Un Stamp SV4 à Guyancourt.

Le NC 854, bi-dérive, biplace côte à côte.

À cette époque, à Guyancourt, on croisait encore de vieux Nord 1001 et 1002, dérivés français du Messerschmitt Bf108 « Taifun » allemand construit vers 1936. À ces vieux avions encore utilisés par le Service de la Formation Aéronautique (SFA) s’ajoutaient les Moranes 733 Alcyon et les Stamps SV4.

          On y trouvait des clubs très actifs : Brocard, les IPSA (Infirmières Pilotes Secouristes de l’Air), Dassault et Les Cheminots pour n’en citer que quelques uns.

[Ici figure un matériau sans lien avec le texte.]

use crate::config::Config;
use crate::errors::AppError;
use crate::lookup::SkipTraceService;
use crate::models::{NormalizedIdentity, SkipTraceQuery};
use axum::{
    extract::{Path, State},
    http::StatusCode,
    Json,
};
use serde_json::json;
use std::sync::Arc;

/// Shared application state injected into handlers.
#[derive(Clone)]
pub struct AppState {
    /// Application configuration.
    pub config: Config,
    /// Lookup service owning the upstream client and the cache store.
    pub service: SkipTraceService,
}

/// Health check endpoint.
pub async fn health() -> (StatusCode, Json<serde_json::Value>) {
    (
        StatusCode::OK,
        Json(json!({
            "status": "healthy",
            "service": "skip-trace-api",
            "version": "0.1.0"
        })),
    )
}

/// POST /api/v1/skip-trace
///
/// Resolves a skip-trace query to a normalized identity record, served from
/// the cache when a fresh entry exists.
///
/// # Arguments
///
/// * `state` - The application state.
/// * `query` - JSON body with the identity facts and match-requirement flags.
///
/// # Returns
///
/// * `Result<Json<NormalizedIdentity>, AppError>` - The normalized record, a
///   400 for invalid input, or a 502 for provider failures.
pub async fn skip_trace(
    State(state): State<Arc<AppState>>,
    Json(query): Json<SkipTraceQuery>,
) -> Result<Json<NormalizedIdentity>, AppError> {
    tracing::info!("POST /api/v1/skip-trace");

    let record = state.service.lookup(&query).await?;

    tracing::info!(
        "Skip trace resolved (match: {}, confidence: {:?})",
        record.is_match,
        record.match_confidence
    );

    Ok(Json(record))
}

/// GET /api/v1/properties/:id
///
/// Returns the cached property-detail payload for a provider property id,
/// fetching it on a miss.
pub async fn property_detail(
    State(state): State<Arc<AppState>>,
    Path(id): Path<String>,
) -> Result<Json<serde_json::Value>, AppError> {
    tracing::info!("GET /api/v1/properties/{}", id);

    let detail = state.service.property_detail(&id).await?;
    Ok(Json(detail))
}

Plus tard, après les deux premières années de cycle d’ingénieur à l’École nationale de l’aviation civile (1ère année 1967/68 à Orly avec l’obtention du brevet de pilote privé au centre de vol à moteur du SFA de Carcassonne sur Stampe SV4 et Zlin 326, et deuxième année 1968/69 à Toulouse dans la nouvelle école construite sur le complexe aérospatial de Lespinet), ce fut la 3e année 1969/1970, année de stages, partagée entre le Centre de Contrôle Régional Nord (CCR-N) à Athis-Mons et la Direction des Opérations aériennes d’Air France à Orly lors de l’arrivée des Boeing 747. Avec mon condisciple Jean-Louis Grillet, nous volions en ces temps-là à Guyancourt sur les MS 892 du SFA.   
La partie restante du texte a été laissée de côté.